Kulule Amosa’s husband earns $17.70 an hour at a South Dakota pork plant doing a job so physically demanding it can only be performed in 30-minute increments. After each shift last week, he left exhausted as usual but he didn’t want to go home.

He was scared he would infect his pregnant wife with the coronavirus so much so that when he pulled into the parking lot of their apartment building, he would call Amosa to tell her he wasn't coming inside. When he eventually did, he would sleep separately from her in their two-bedroom apartment.

 The concentration of cases has highlighted the particular susceptibility of meat processing workers, who stand shoulder-to-shoulder on the line and congregate in crowded locker rooms and cafeterias. As many as half a dozen plants have shut because of outbreaks. Because the workers who slaughter and pack the nation’s meat are vulnerable, so, too, is the supply of that meat. Smithfield CEO Kenneth Sullivan said the closure of the plant, which produces roughly 5% of the U.S. pork supply each day, was “pushing our country perilously close to the edge in terms of our meat supply.”

Amosa and her husband, who are originally from Ethiopia, once saw working at the plant, where she also had a job until she became pregnant, as key to building their new life in the United States: It was well paid, union employment that gave them a community. But amid the coronavirus pandemic, the couple found themselves like many workers whose jobs cannot be done remotely exposed on two fronts: Both their health and their livelihoods were at risk. The couple agreed to speak to The Associated Press on the condition that Amosa's husband not be named because he feared to lose his job.

The plant is vital to a burgeoning immigrant community in Sioux Falls, offering opportunities for even those without a college degree or fluent English. Smithfield offers to pay to start at over $15 an hour, health insurance and plenty of overtime.

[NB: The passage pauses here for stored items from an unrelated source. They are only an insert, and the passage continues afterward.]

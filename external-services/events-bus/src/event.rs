// Integration event envelope
use chrono::{DateTime, Utc};
use serde::{de::DeserializeOwned, Deserialize, Serialize};
use uuid::Uuid;

/// Identity and creation time shared by every integration event.
///
/// Concrete events embed it with `#[serde(flatten)]`, so on the wire `id` and
/// `createdAtUtc` sit next to the kind-specific fields.
#[derive(Debug, Clone, PartialEq, Eq, Serialize, Deserialize)]
#[serde(rename_all = "camelCase")]
pub struct EventHeader {
    pub id: Uuid,
    pub created_at_utc: DateTime<Utc>,
}

impl EventHeader {
    pub fn new() -> Self {
        Self {
            id: Uuid::new_v4(),
            created_at_utc: Utc::now(),
        }
    }
}

impl Default for EventHeader {
    fn default() -> Self {
        Self::new()
    }
}

/// A cross-service notification published on the bus.
///
/// `KIND` is the event's stable name. It is the broker routing key and the
/// subscription registry key, so two event types must never share one.
pub trait IntegrationEvent: Serialize + DeserializeOwned + Send + Sync + 'static {
    const KIND: &'static str;

    fn header(&self) -> &EventHeader;

    fn id(&self) -> Uuid {
        self.header().id
    }

    fn created_at_utc(&self) -> DateTime<Utc> {
        self.header().created_at_utc
    }

    fn kind(&self) -> &'static str {
        Self::KIND
    }
}

/// Event kind for an event type.
pub fn event_kind_for<E: IntegrationEvent>() -> &'static str {
    E::KIND
}

/// Implements [`IntegrationEvent`] for a struct with a `header: EventHeader`
/// field, using the struct name as the event kind.
#[macro_export]
macro_rules! integration_event {
    ($($ty:ident),+ $(,)?) => {
        $(
            impl $crate::IntegrationEvent for $ty {
                const KIND: &'static str = stringify!($ty);

                fn header(&self) -> &$crate::EventHeader {
                    &self.header
                }
            }
        )+
    };
}

#[cfg(test)]
mod tests {
    use super::*;
    use crate::integration_event;

    #[derive(Debug, Clone, Serialize, Deserialize, PartialEq)]
    #[serde(rename_all = "camelCase")]
    struct StockAdjusted {
        #[serde(flatten)]
        header: EventHeader,
        item_id: String,
        delta: i32,
    }

    #[derive(Debug, Clone, Serialize, Deserialize)]
    #[serde(rename_all = "camelCase")]
    struct OrderPacked {
        #[serde(flatten)]
        header: EventHeader,
        order_number: String,
    }

    integration_event!(StockAdjusted, OrderPacked);

    #[test]
    fn test_kind_is_type_name() {
        assert_eq!(event_kind_for::<StockAdjusted>(), "StockAdjusted");
        assert_eq!(event_kind_for::<StockAdjusted>(), event_kind_for::<StockAdjusted>());
        assert_ne!(event_kind_for::<StockAdjusted>(), event_kind_for::<OrderPacked>());
    }

    #[test]
    fn test_wire_shape_is_flat_camel_case() {
        let event = StockAdjusted {
            header: EventHeader::new(),
            item_id: "SKU-1".to_string(),
            delta: 5,
        };
        let value = serde_json::to_value(&event).unwrap();

        assert_eq!(value["itemId"], "SKU-1");
        assert_eq!(value["delta"], 5);
        assert_eq!(value["id"], event.id().to_string());
        assert!(value.get("createdAtUtc").is_some());
        assert!(value.get("header").is_none());

        let back: StockAdjusted = serde_json::from_value(value).unwrap();
        assert_eq!(back, event);
    }
}
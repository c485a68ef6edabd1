// Receiving service events
use events_bus::{integration_event, EventHeader};
use serde::{Deserialize, Serialize};
use uuid::Uuid;

#[derive(Debug, Clone, PartialEq, Eq, Serialize, Deserialize)]
#[serde(rename_all = "camelCase")]
pub struct PurchaseOrderConfirmed {
    #[serde(flatten)]
    pub header: EventHeader,
    pub purchase_order_id: Uuid,
    pub purchase_order_number: String,
    pub vendor_id: String,
    pub vendor_name: String,
}

#[derive(Debug, Clone, PartialEq, Eq, Serialize, Deserialize)]
#[serde(rename_all = "camelCase")]
pub struct PurchaseOrderCancelled {
    #[serde(flatten)]
    pub header: EventHeader,
    pub purchase_order_id: Uuid,
    pub purchase_order_number: String,
    pub reason: String,
}

/// One received line of a goods receipt.
#[derive(Debug, Clone, PartialEq, Eq, Serialize, Deserialize)]
#[serde(rename_all = "camelCase")]
pub struct ReceiptLine {
    pub sku: String,
    pub quantity_received: i32,
    pub location_code: String,
}

/// Goods were put away; inventory books the received quantities.
#[derive(Debug, Clone, PartialEq, Eq, Serialize, Deserialize)]
#[serde(rename_all = "camelCase")]
pub struct ReceiptCompleted {
    #[serde(flatten)]
    pub header: EventHeader,
    pub receipt_id: Uuid,
    pub receipt_number: String,
    pub purchase_order_id: Uuid,
    #[serde(default)]
    pub receipt_lines: Vec<ReceiptLine>,
}

#[derive(Debug, Clone, PartialEq, Eq, Serialize, Deserialize)]
#[serde(rename_all = "camelCase")]
pub struct ReceiptCancelled {
    #[serde(flatten)]
    pub header: EventHeader,
    pub receipt_id: Uuid,
    pub receipt_number: String,
    pub purchase_order_id: Uuid,
    pub reason: String,
}

integration_event!(
    PurchaseOrderConfirmed,
    PurchaseOrderCancelled,
    ReceiptCompleted,
    ReceiptCancelled,
);

impl ReceiptCompleted {
    pub fn new(
        receipt_id: Uuid,
        receipt_number: impl Into<String>,
        purchase_order_id: Uuid,
        receipt_lines: Vec<ReceiptLine>,
    ) -> Self {
        Self {
            header: EventHeader::new(),
            receipt_id,
            receipt_number: receipt_number.into(),
            purchase_order_id,
            receipt_lines,
        }
    }

    pub fn total_quantity(&self) -> i64 {
        self.receipt_lines
            .iter()
            .map(|line| i64::from(line.quantity_received))
            .sum()
    }
}
impl InMemoryBroker {
    pub fn new() -> Self {
        Self::default()
    }

    /// The next `n` connection attempts fail with a connection error.
    pub fn fail_next_connects(&self, n: u32) {
        self.state.lock().failing_connects = n;
    }

    /// The next `n` publishes fail with a connection error.
    pub fn fail_next_publishes(&self, n: u32) {
        self.state.lock().failing_publishes = n;
    }

    /// Faults every channel that currently has a consumer, the way a broker
    /// closes a channel after a failed operation.
    pub fn fault_consumers(&self) {
        let mut state = self.state.lock();
        let channels: BTreeSet<u64> = state
            .queues
            .values()
            .flat_map(|q| q.consumers.iter().map(|c| c.channel_id))
            .collect();
        for channel_id in channels {
            state.release_channel(channel_id, Some("channel closed by broker"));
        }
    }

    /// Closes every open connection as if the network dropped.
    pub fn drop_connections(&self) {
        let connections: Vec<Arc<MemoryConnection>> = {
            let mut state = self.state.lock();
            let live: Vec<Arc<MemoryConnection>> =
                state.connections.iter().filter_map(Weak::upgrade).collect();
            state.connections.clear();
            live
        };
        for connection in connections {
            connection.fail("connection reset by broker");
        }
    }

    pub fn connect_attempts(&self) -> u32 {
        self.state.lock().connect_attempts
    }

    pub fn publish_attempts(&self) -> u32 {
        self.state.lock().publish_attempts
    }

    pub fn exchange_exists(&self, exchange: &str) -> bool {
        self.state.lock().exchanges.contains(exchange)
    }

    pub fn queue_exists(&self, queue: &str) -> bool {
        self.state.lock().queues.contains_key(queue)
    }

    /// Ready plus unacknowledged messages.
    pub fn queue_depth(&self, queue: &str) -> usize {
        self.state
            .lock()
            .queues
            .get(queue)
            .map_or(0, |q| q.ready.len() + q.unacked.len())
    }

    pub fn unacked_count(&self, queue: &str) -> usize {
        self.state.lock().queues.get(queue).map_or(0, |q| q.unacked.len())
    }

    pub fn acked_count(&self, queue: &str) -> u64 {
        self.state.lock().queues.get(queue).map_or(0, |q| q.acked)
    }

    pub fn consumer_count(&self, queue: &str) -> usize {
        self.state.lock().queues.get(queue).map_or(0, |q| q.consumers.len())
    }

    /// Routing keys bound to `queue`, sorted.
    pub fn bindings(&self, queue: &str) -> Vec<String> {
        self.state.lock().queues.get(queue).map_or_else(Vec::new, |q| {
            q.bindings.iter().map(|(_, key)| key.clone()).collect()
        })
    }
}
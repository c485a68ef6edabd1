//! Service handler wiring over the in-memory broker

use events_bus::{EventBus, EventBusConfig};
use ops_cli::commands;
use ops_cli::handlers::{register_service_handlers, StockLedger};
use ops_cli::Service;
use serde_json::json;
use std::sync::Arc;
use std::time::Duration;
use tokio::time::sleep;
use uuid::Uuid;

fn memory_bus(service: Service) -> EventBus {
    let config = EventBusConfig::new("memory://local", "wms_event_bus", service.queue_name())
        .with_retry_count(2)
        .with_backoff(0, 1);
    EventBus::from_config(config).unwrap()
}

async fn wait_for_quantity(ledger: &StockLedger, sku: &str, expected: i64) -> bool {
    for _ in 0..200 {
        if ledger.quantity(sku) == expected {
            return true;
        }
        sleep(Duration::from_millis(10)).await;
    }
    false
}

#[tokio::test]
async fn test_each_service_subscribes_to_its_kinds() {
    let cases = [
        (Service::Picking, vec!["InventoryStockUpdated"]),
        (Service::Receiving, vec!["InventoryItemCreated"]),
        (Service::Inventory, vec!["InventoryPicked", "ReceiptCompleted"]),
        (Service::Shipping, vec!["PickingListCompleted"]),
    ];

    for (service, kinds) in cases {
        let bus = memory_bus(service);
        register_service_handlers(&bus, service, Arc::new(StockLedger::new()))
            .await
            .unwrap();

        assert_eq!(bus.registry().event_kinds(), kinds, "{service:?}");
        assert!(bus.is_consuming().await);
        bus.shutdown().await.unwrap();
    }
}

#[tokio::test]
async fn test_inventory_ledger_follows_receipts_and_picks() {
    let bus = memory_bus(Service::Inventory);
    let ledger = Arc::new(StockLedger::new());
    register_service_handlers(&bus, Service::Inventory, ledger.clone())
        .await
        .unwrap();

    let receipt = json!({
        "receiptId": Uuid::new_v4(),
        "receiptNumber": "RCV-1",
        "purchaseOrderId": Uuid::new_v4(),
        "receiptLines": [
            {"sku": "SKU-1", "quantityReceived": 10, "locationCode": "R-01"}
        ]
    });
    commands::publish(&bus, "ReceiptCompleted", &receipt.to_string())
        .await
        .unwrap();
    assert!(wait_for_quantity(&ledger, "SKU-1", 10).await);

    let picked = json!({
        "pickingListId": Uuid::new_v4(),
        "sku": "SKU-1",
        "locationCode": "A-01",
        "quantityPicked": 4,
        "isItemFullyPicked": true
    });
    commands::publish(&bus, "InventoryPicked", &picked.to_string())
        .await
        .unwrap();
    assert!(wait_for_quantity(&ledger, "SKU-1", 6).await);
}

#[tokio::test]
async fn test_publish_rejects_bad_input() {
    let bus = memory_bus(Service::Shipping);

    assert!(commands::publish(&bus, "OrderPacked", "not json").await.is_err());
    assert!(commands::publish(&bus, "NoSuchEvent", "{}").await.is_err());
    assert!(commands::publish(&bus, "OrderPacked", r#"{"orderNumber":"SO-1"}"#)
        .await
        .is_err());
    assert!(
        commands::publish(&bus, "OrderPacked", r#"{"orderNumber":"SO-1","packageCount":3}"#)
            .await
            .is_ok()
    );
}

#[tokio::test]
async fn test_listen_shuts_down_when_signalled() {
    let bus = memory_bus(Service::Shipping);

    commands::listen(&bus, Service::Shipping, async {}).await.unwrap();

    assert!(bus.registry().is_empty());
    assert!(!bus.is_consuming().await);
    assert!(!bus.connection().is_connected());
}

The plant has attracted a diversifying workforce to the city, where Ethiopian, Somali, South Sudanese, and Vietnamese restaurants have joined diners and craft breweries. With many immigrants living in neighborhoods near the plant, which employs 3,700 people in a city of about 180,000.

Six current employees interviewed by the AP who, like Amosa's husband, insisted on anonymity because they feared they would be fired described far more haphazard measures. They said they were given flimsy masks made of hairnet-like material, hand-washing stations were in disrepair, and there was pressure to keep working even if they felt sick.

Meanwhile, Amosa and her husband are both homes now nervously awaiting their first child. But they also have a new worry: His coronavirus test came back positive. (AP)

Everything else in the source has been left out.